Food coverage is supported by a generous donation from Susan and Moses Libitzky.
Dawn Daabul was bringing her youngest son Yonatan, 10, to winter camp at the Osher Marin JCC when they noticed a sign on the way inside: The JCC was looking for a new vendor to run its cafe.
“Ima, you should do that,” said Yonatan — never mind that his mom had little food industry experience and a busy practice as a therapist.
Daabul longed for more connection and community. Her family had always been part of the JCC, and she had worked in JCCs when she was younger. She dashed off a message to start a conversation about running the cafe.
Just six months later, in May 2025, Eli’s Deli opened with a menu featuring Israeli favorites and Jewish deli classics and a focus on working with Jewish and Israeli vendors. Daabul said the new venture felt like the right thing at the right time (though she said her son likes to take the credit).
“I’m a very intuitive person, and if something feels right, I don’t really question it too much,” she said.
At the time, Daabul’s work was taking a toll, between the aftermath of the Oct. 7, 2023, Hamas attack on Israel and Covid, which moved most of her practice online.
“I’m a very people-oriented person,” she said. “And for years now, I was working in my bedroom, by myself.”

Daabul was also motivated in part by her feelings of isolation following Oct. 7. As an Israeli American therapist, she said, suddenly her practice didn’t feel like a safe space anymore. So she set out to create such a space in the cafe, a space that would be distinctly Israeli.
Eli’s is named in memory of Daabul’s father-in-law, who used to run a grocery store in Kiryat Tivon, Israel, that his own father started. Before Eli’s, predecessors have been the Mangia/Nosh Cafe from 2006 to 2012 and the Plaza J Cafe from 2014 to 2020, but nothing permanent had been there since the pandemic, and Daabul doesn’t recall either cafe having a specifically Jewish menu.
Daabul was born in Israel and came to the South Bay with her parents as a child. Her husband, Avner, also Israeli, has Sephardic roots; his parents are from Syria and Lebanon.

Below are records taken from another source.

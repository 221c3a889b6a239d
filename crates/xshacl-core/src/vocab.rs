//! Namespace IRIs and small IRI helpers

/// SHACL namespace
pub const SH: &str = "http://www.w3.org/ns/shacl#";
/// RDF namespace
pub const RDF: &str = "http://www.w3.org/1999/02/22-rdf-syntax-ns#";
/// RDFS namespace
pub const RDFS: &str = "http://www.w3.org/2000/01/rdf-schema#";
/// XML Schema datatypes namespace
pub const XSD: &str = "http://www.w3.org/2001/XMLSchema#";
/// Explanation cache vocabulary
pub const XSH: &str = "http://xshacl.org/#";

/// `rdf:type`
pub const RDF_TYPE: &str = "http://www.w3.org/1999/02/22-rdf-syntax-ns#type";
/// `rdfs:comment`
pub const RDFS_COMMENT: &str = "http://www.w3.org/2000/01/rdf-schema#comment";
/// `xsh:appliesToProperty`
pub const XSH_APPLIES_TO_PROPERTY: &str = "http://xshacl.org/#appliesToProperty";

/// Return the fragment or last path segment of an IRI.
///
/// Prefixed names (`sh:minCount`) yield the part after the colon.
pub fn local_name(iri: &str) -> &str {
    let iri = iri.trim().trim_start_matches('<').trim_end_matches('>');
    if let Some(idx) = iri.rfind(|c| c == '#' || c == '/') {
        return &iri[idx + 1..];
    }
    match iri.rfind(':') {
        Some(idx) if !iri.starts_with("_:") => &iri[idx + 1..],
        _ => iri,
    }
}

/// Whether an identifier denotes a blank node (`_:b0`)
pub fn is_blank_node(id: &str) -> bool {
    id.starts_with("_:")
}

/// Render an identifier for human-readable statements.
///
/// Absolute IRIs are wrapped in angle brackets, everything else is verbatim.
pub fn display_id(id: &str) -> String {
    if id.starts_with("http://") || id.starts_with("https://") || id.starts_with("urn:") {
        format!("<{}>", id)
    } else {
        id.to_string()
    }
}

He works in the solar industry, but he also contributes time to the cafe. Both of them helped a friend sell his hummus locally at farmers’ markets, she said, but other than that neither had much experience in food going in. But she finds it a refreshing change.
The regular social interaction and the work of creating a welcoming “third space” has lifted her spirits. Plus, unlike her therapy clients’ issues, which often took up residence in her head after work hours, “if the biggest stress is that we’re running out of pastrami or something like that, it doesn’t stress me out too much,” she said.

So what’s on the menu at Eli’s? There’s an Israeli breakfast that comes with a house-made boureka (we tried the spinach-feta, which is the most popular), a hard-boiled egg, olives, tahina and chopped salad of tomatoes and cucumbers with some of the tiniest cubes we’ve seen in this type of salad. There are also items from a more American-style breakfast: a bagel from Boichik Bagels, spinach and cheese quiche and a yogurt parfait.
Sandwiches include a Reuben on marbled rye; the Green Goat, which is goat cheese with nut-free pesto, sun-dried tomatoes and arugula on a challah roll; and chicken schnitzel with fried eggplant slices and tangy slaw, plus sides of tahina, matbucha (Israeli-Moroccan cooked tomatoes), and Israeli pickles and olives.
Salads include fattoush (a Middle Eastern salad of lettuce, tomatoes, cucumbers, fresh herbs and toasted pita chips) and a Chinese chicken salad, and the one soup is matzah ball.
The cafe also carries a wide variety of pastries, some made in-house (though, like the boureka dough, the Daabuls buy that pre-made and then create their own fillings) and some they buy from local vendors. They try to support local, Jewish or Israeli-American vendors when they can, such as Lady Babka, a Texas-based business owned by two Israeli sisters (never before had we tried mini butter pecan babka).
They have packaged foods, such as kosher salami and crackers, and Israeli snacks like Bamba and Bissli. They also sell wraps from Clara’s Kitchen, a Jewish-owned business I wrote about in 2021. And of course, they have the requisite espresso drinks (the coffee is from Equator) and smoothies.
Daabul considers the menu a work in progress. She plans to add new items from time to time, and is open to hearing what the community wants.
Since opening, Eli’s has been providing hot lunches for some of the JCC’s preschool kids, as well as the students at neighboring Brandeis Marin, using the JCC’s commercial kitchen. This helps guarantee income for the cafe, since foot traffic is limited to those using the JCC.
The menu at Eli’s is much smaller than the other two Jewish delis in Marin (Loveski in Larkspur and Bubbala’s Neighborhood Eatery in San Anselmo), and the three are so spread out there’s really no competition among them. Dabuul noted that Eli’s is the only place to get coffee on that stretch of San Pedro Road in San Rafael.
Plus, she said, “we were trying to skew a little more Israeli and Sephardic, so I think that sets us apart.”